Work instruction: The answer is all of the data, repeated exactly.
Start of Exercise inputs
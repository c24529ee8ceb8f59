#![forbid(unsafe_code)]

use clap::Parser;
use ethudp_lib::config::{self, Config, ModeKind};
use ethudp_lib::{CipherAlgorithm, TunnelError};
use std::path::PathBuf;
use tracing::{error, info};
use tracing_subscriber::EnvFilter;

#[derive(Parser, Debug)]
#[command(author, version, about = "Ethernet-over-UDP tunnel with redundant paths")]
struct Cli {
    /// Bridge a physical interface over the tunnel (raw Ethernet mode)
    #[arg(short = 'e', group = "mode")]
    ether: bool,

    /// Create a tap interface and assign it an address
    #[arg(short = 'i', group = "mode")]
    interface: bool,

    /// Create a tap interface for an external software bridge
    #[arg(short = 'b', group = "mode")]
    bridge: bool,

    /// Shared secret for NAT peer discovery
    #[arg(short = 'p', long = "password", value_name = "PASSWORD")]
    password: Option<String>,

    /// Encrypt UDP payloads: xor, aes-128, aes-192 or aes-256
    #[arg(long = "enc", value_name = "ALGORITHM")]
    enc: Option<CipherAlgorithm>,

    /// Key for the selected cipher
    #[arg(short = 'k', long = "key", value_name = "KEY")]
    key: Option<String>,

    /// Verbose logging (same as RUST_LOG=debug)
    #[arg(short = 'd')]
    debug: bool,

    /// Clamp TCP MSS on SYNs crossing the tunnel
    #[arg(short = 'f')]
    fix_mss: bool,

    /// Read only: never write received datagrams to the local side
    #[arg(short = 'r')]
    read_only: bool,

    /// Write only: never forward local frames to the remote
    #[arg(short = 'w')]
    write_only: bool,

    /// Leave the interface out of promiscuous mode (raw Ethernet mode)
    #[arg(long = "nopromisc")]
    no_promisc: bool,

    /// Disable the loopback filter that read-only mode enables
    #[arg(long = "noloopcheck")]
    no_loopback_check: bool,

    /// Load the tunnel description from a TOML file instead of
    /// positional arguments
    #[arg(long = "config", value_name = "FILE", conflicts_with = "mode")]
    config: Option<PathBuf>,

    /// Per mode: local-ip local-port remote-ip remote-port, then the
    /// interface name (-e), address and prefix length (-i) or bridge name
    /// (-b); a second address tuple enables the slave path
    #[arg(value_name = "ARGS")]
    args: Vec<String>,
}

#[tokio::main]
async fn main() {
    let cli = Cli::parse();
    init_tracing(cli.debug);

    match build_config(&cli) {
        Ok(cfg) => {
            info!(
                mode = ?cfg.mode,
                paths = cfg.paths.len(),
                cipher = cfg.cipher.as_ref().map(|c| c.algorithm.to_string()),
                "configuration loaded"
            );
            if let Err(err) = ethudp_lib::run(cfg).await {
                error!(%err, "tunnel exited with error");
                std::process::exit(1);
            }
        }
        Err(err) => {
            error!(%err, "invalid configuration");
            std::process::exit(1);
        }
    }
}

fn build_config(cli: &Cli) -> Result<Config, TunnelError> {
    if let Some(path) = &cli.config {
        return config::load_from_path(path);
    }
    let kind = if cli.ether {
        ModeKind::Ether
    } else if cli.interface {
        ModeKind::Tap
    } else if cli.bridge {
        ModeKind::Bridge
    } else {
        return Err(TunnelError::Config(
            "one of -e, -i, -b or --config is required".into(),
        ));
    };
    let (mode, paths) = config::parse_positionals(kind, &cli.args)?;
    let cfg = Config {
        mode,
        paths,
        password: cli.password.clone(),
        cipher: cli.enc.map(|algorithm| config::CipherConfig {
            algorithm,
            key: cli.key.clone().unwrap_or_default(),
        }),
        fix_mss: cli.fix_mss,
        read_only: cli.read_only,
        write_only: cli.write_only,
        no_promisc: cli.no_promisc,
        loopback_check: cli.read_only && !cli.no_loopback_check,
    };
    cfg.validate()?;
    Ok(cfg)
}

fn init_tracing(debug: bool) {
    let default = if debug { "debug" } else { "info" };
    let env_filter =
        EnvFilter::try_from_default_env().unwrap_or_else(|_| EnvFilter::new(default));
    tracing_subscriber::fmt()
        .with_env_filter(env_filter)
        .with_target(false)
        .init();
}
End of Exercise inputs
Solution below:
repository c24529ee8ceb8f59
#![forbid(unsafe_code)]

use clap::Parser;
use ethudp_lib::config::{self, Config, ModeKind};
use ethudp_lib::{CipherAlgorithm, TunnelError};
use std::path::PathBuf;
use tracing::{error, info};
use tracing_subscriber::EnvFilter;

#[derive(Parser, Debug)]
#[command(author, version, about = "Ethernet-over-UDP tunnel with redundant paths")]
struct Cli {
    /// Bridge a physical interface over the tunnel (raw Ethernet mode)
    #[arg(short = 'e', group = "mode")]
    ether: bool,

    /// Create a tap interface and assign it an address
    #[arg(short = 'i', group = "mode")]
    interface: bool,

    /// Create a tap interface for an external software bridge
    #[arg(short = 'b', group = "mode")]
    bridge: bool,

    /// Shared secret for NAT peer discovery
    #[arg(short = 'p', long = "password", value_name = "PASSWORD")]
    password: Option<String>,

    /// Encrypt UDP payloads: xor, aes-128, aes-192 or aes-256
    #[arg(long = "enc", value_name = "ALGORITHM")]
    enc: Option<CipherAlgorithm>,

    /// Key for the selected cipher
    #[arg(short = 'k', long = "key", value_name = "KEY")]
    key: Option<String>,

    /// Verbose logging (same as RUST_LOG=debug)
    #[arg(short = 'd')]
    debug: bool,

    /// Clamp TCP MSS on SYNs crossing the tunnel
    #[arg(short = 'f')]
    fix_mss: bool,

    /// Read only: never write received datagrams to the local side
    #[arg(short = 'r')]
    read_only: bool,

    /// Write only: never forward local frames to the remote
    #[arg(short = 'w')]
    write_only: bool,

    /// Leave the interface out of promiscuous mode (raw Ethernet mode)
    #[arg(long = "nopromisc")]
    no_promisc: bool,

    /// Disable the loopback filter that read-only mode enables
    #[arg(long = "noloopcheck")]
    no_loopback_check: bool,

    /// Load the tunnel description from a TOML file instead of
    /// positional arguments
    #[arg(long = "config", value_name = "FILE", conflicts_with = "mode")]
    config: Option<PathBuf>,

    /// Per mode: local-ip local-port remote-ip remote-port, then the
    /// interface name (-e), address and prefix length (-i) or bridge name
    /// (-b); a second address tuple enables the slave path
    #[arg(value_name = "ARGS")]
    args: Vec<String>,
}

#[tokio::main]
async fn main() {
    let cli = Cli::parse();
    init_tracing(cli.debug);

    match build_config(&cli) {
        Ok(cfg) => {
            info!(
                mode = ?cfg.mode,
                paths = cfg.paths.len(),
                cipher = cfg.cipher.as_ref().map(|c| c.algorithm.to_string()),
                "configuration loaded"
            );
            if let Err(err) = ethudp_lib::run(cfg).await {
                error!(%err, "tunnel exited with error");
                std::process::exit(1);
            }
        }
        Err(err) => {
            error!(%err, "invalid configuration");
            std::process::exit(1);
        }
    }
}

fn build_config(cli: &Cli) -> Result<Config, TunnelError> {
    if let Some(path) = &cli.config {
        return config::load_from_path(path);
    }
    let kind = if cli.ether {
        ModeKind::Ether
    } else if cli.interface {
        ModeKind::Tap
    } else if cli.bridge {
        ModeKind::Bridge
    } else {
        return Err(TunnelError::Config(
            "one of -e, -i, -b or --config is required".into(),
        ));
    };
    let (mode, paths) = config::parse_positionals(kind, &cli.args)?;
    let cfg = Config {
        mode,
        paths,
        password: cli.password.clone(),
        cipher: cli.enc.map(|algorithm| config::CipherConfig {
            algorithm,
            key: cli.key.clone().unwrap_or_default(),
        }),
        fix_mss: cli.fix_mss,
        read_only: cli.read_only,
        write_only: cli.write_only,
        no_promisc: cli.no_promisc,
        loopback_check: cli.read_only && !cli.no_loopback_check,
    };
    cfg.validate()?;
    Ok(cfg)
}

fn init_tracing(debug: bool) {
    let default = if debug { "debug" } else { "info" };
    let env_filter =
        EnvFilter::try_from_default_env().unwrap_or_else(|_| EnvFilter::new(default));
    tracing_subscriber::fmt()
        .with_env_filter(env_filter)
        .with_target(false)
        .init();
}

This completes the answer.